— Exercise objective —
Search the entries below for the word "TestApp" and copy each line that has it.

++++++++++

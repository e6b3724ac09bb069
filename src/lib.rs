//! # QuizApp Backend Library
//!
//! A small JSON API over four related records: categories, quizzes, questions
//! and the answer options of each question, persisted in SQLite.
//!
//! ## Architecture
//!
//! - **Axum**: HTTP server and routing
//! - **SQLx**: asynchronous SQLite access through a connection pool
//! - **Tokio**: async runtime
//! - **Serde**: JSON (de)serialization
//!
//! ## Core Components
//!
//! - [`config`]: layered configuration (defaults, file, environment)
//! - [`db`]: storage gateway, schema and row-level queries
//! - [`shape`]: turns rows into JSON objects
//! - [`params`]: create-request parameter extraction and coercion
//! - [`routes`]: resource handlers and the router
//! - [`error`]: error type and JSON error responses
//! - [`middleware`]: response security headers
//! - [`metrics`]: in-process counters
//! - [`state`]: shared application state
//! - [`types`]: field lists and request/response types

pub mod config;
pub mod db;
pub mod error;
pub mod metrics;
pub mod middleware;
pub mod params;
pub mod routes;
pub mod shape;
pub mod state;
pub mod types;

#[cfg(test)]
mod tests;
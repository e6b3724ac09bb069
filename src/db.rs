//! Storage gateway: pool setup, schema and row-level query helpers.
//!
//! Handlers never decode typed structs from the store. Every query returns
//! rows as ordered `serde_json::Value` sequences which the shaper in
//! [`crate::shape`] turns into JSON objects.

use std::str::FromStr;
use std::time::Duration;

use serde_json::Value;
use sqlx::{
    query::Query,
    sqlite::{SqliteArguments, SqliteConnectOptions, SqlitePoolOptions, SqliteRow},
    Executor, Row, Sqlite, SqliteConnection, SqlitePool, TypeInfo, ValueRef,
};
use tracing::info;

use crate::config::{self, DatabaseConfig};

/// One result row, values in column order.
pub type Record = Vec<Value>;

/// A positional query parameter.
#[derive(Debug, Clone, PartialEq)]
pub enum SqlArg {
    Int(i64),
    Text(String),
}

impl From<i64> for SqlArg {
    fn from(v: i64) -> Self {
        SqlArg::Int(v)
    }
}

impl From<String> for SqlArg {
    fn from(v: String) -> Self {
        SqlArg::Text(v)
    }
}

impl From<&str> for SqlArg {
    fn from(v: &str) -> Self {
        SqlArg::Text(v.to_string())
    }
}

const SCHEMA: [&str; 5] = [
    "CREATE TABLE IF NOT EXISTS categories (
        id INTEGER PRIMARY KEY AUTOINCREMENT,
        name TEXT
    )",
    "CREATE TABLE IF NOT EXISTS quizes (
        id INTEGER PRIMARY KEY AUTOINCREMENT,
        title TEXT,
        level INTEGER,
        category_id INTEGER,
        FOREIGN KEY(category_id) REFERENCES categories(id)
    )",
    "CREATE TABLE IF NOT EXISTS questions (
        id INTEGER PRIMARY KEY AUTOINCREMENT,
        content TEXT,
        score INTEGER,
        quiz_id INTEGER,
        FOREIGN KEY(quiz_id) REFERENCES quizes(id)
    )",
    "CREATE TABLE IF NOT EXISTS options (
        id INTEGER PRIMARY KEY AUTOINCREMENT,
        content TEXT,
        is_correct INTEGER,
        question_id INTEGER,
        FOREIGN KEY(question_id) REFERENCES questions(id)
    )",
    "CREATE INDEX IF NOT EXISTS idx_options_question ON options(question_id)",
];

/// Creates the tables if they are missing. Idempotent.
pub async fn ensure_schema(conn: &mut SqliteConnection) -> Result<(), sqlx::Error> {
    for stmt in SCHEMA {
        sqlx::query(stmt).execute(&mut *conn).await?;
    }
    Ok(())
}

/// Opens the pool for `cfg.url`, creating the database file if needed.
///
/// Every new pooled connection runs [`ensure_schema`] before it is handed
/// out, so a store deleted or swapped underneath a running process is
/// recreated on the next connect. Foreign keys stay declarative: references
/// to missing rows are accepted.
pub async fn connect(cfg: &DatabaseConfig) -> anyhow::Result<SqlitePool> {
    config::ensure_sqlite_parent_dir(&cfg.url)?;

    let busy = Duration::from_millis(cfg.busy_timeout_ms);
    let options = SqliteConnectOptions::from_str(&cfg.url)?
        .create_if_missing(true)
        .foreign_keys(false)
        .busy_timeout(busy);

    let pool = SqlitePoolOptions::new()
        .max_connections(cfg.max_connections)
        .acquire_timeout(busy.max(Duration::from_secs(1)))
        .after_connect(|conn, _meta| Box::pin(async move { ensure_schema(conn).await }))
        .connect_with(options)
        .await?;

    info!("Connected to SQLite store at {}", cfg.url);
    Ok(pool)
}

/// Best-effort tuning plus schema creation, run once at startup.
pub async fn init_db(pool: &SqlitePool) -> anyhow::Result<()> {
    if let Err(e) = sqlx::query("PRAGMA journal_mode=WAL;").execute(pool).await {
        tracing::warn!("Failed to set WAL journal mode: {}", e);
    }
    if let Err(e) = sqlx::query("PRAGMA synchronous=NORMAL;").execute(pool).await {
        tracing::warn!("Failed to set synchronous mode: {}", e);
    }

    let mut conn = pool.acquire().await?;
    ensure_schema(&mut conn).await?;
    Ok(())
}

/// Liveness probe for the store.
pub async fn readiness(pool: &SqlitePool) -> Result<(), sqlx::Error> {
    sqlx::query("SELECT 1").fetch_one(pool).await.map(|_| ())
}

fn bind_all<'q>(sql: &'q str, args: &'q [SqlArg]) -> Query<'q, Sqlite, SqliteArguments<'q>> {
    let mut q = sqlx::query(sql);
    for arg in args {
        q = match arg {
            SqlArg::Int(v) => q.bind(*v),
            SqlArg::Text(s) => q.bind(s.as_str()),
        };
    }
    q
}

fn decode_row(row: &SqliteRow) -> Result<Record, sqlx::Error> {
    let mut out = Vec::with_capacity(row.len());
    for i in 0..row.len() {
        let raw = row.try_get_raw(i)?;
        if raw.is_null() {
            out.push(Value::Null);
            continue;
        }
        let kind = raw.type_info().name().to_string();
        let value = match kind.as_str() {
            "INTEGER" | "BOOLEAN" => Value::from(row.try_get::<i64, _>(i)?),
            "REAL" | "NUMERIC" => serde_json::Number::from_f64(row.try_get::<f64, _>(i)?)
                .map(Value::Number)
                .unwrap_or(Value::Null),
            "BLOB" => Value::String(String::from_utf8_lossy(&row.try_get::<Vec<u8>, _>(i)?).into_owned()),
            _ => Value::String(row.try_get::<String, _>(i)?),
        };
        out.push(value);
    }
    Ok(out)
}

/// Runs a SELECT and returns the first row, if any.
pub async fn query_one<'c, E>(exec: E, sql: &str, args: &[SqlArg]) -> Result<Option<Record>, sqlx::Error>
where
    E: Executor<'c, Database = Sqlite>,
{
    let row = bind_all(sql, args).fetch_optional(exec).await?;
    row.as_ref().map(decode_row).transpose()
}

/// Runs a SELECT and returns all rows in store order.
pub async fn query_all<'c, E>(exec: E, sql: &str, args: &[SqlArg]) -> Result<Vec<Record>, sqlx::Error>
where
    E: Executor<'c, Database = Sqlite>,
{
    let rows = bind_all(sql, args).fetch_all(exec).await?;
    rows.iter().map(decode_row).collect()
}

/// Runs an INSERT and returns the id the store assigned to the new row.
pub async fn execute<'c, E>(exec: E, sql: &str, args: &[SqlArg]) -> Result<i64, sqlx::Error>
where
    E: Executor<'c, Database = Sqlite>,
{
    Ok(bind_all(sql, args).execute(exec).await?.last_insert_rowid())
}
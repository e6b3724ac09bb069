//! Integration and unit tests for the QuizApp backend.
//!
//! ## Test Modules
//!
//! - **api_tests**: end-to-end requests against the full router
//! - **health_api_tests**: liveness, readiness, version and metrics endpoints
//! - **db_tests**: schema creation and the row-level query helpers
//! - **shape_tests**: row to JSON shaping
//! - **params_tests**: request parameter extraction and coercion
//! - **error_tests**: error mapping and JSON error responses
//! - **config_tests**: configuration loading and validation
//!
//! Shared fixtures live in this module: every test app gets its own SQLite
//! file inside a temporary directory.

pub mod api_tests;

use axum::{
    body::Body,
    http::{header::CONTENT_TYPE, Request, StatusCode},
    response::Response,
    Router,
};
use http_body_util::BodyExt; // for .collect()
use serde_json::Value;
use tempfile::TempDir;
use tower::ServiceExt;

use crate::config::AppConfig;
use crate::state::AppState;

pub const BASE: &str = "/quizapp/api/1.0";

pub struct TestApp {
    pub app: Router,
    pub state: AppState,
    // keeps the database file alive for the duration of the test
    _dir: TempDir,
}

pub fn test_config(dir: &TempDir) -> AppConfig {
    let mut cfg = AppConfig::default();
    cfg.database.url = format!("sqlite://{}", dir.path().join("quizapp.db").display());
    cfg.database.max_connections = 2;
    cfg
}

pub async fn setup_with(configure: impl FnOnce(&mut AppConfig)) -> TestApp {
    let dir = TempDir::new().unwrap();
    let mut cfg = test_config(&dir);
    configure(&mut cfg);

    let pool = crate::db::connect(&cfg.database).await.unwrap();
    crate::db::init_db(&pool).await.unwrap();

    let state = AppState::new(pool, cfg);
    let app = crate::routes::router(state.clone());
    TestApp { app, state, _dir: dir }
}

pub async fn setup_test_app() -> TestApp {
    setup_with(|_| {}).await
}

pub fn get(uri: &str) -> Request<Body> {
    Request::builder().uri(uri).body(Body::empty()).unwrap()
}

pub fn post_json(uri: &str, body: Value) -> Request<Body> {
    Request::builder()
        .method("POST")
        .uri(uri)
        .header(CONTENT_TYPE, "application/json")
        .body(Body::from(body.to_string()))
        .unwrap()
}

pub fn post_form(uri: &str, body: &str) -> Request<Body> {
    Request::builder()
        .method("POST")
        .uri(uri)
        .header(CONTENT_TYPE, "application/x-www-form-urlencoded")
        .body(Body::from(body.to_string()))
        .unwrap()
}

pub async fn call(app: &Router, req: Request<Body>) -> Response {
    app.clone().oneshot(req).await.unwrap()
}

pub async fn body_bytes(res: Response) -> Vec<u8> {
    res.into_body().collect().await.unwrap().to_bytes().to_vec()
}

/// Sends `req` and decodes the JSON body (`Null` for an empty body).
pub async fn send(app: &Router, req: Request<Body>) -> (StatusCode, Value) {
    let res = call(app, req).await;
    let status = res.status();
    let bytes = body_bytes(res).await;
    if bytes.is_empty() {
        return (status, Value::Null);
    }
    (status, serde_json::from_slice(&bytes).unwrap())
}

++++++++++

— Your response —
pub struct TestApp {
pub async fn setup_with(configure: impl FnOnce(&mut AppConfig)) -> TestApp {
    TestApp { app, state, _dir: dir }
pub async fn setup_test_app() -> TestApp {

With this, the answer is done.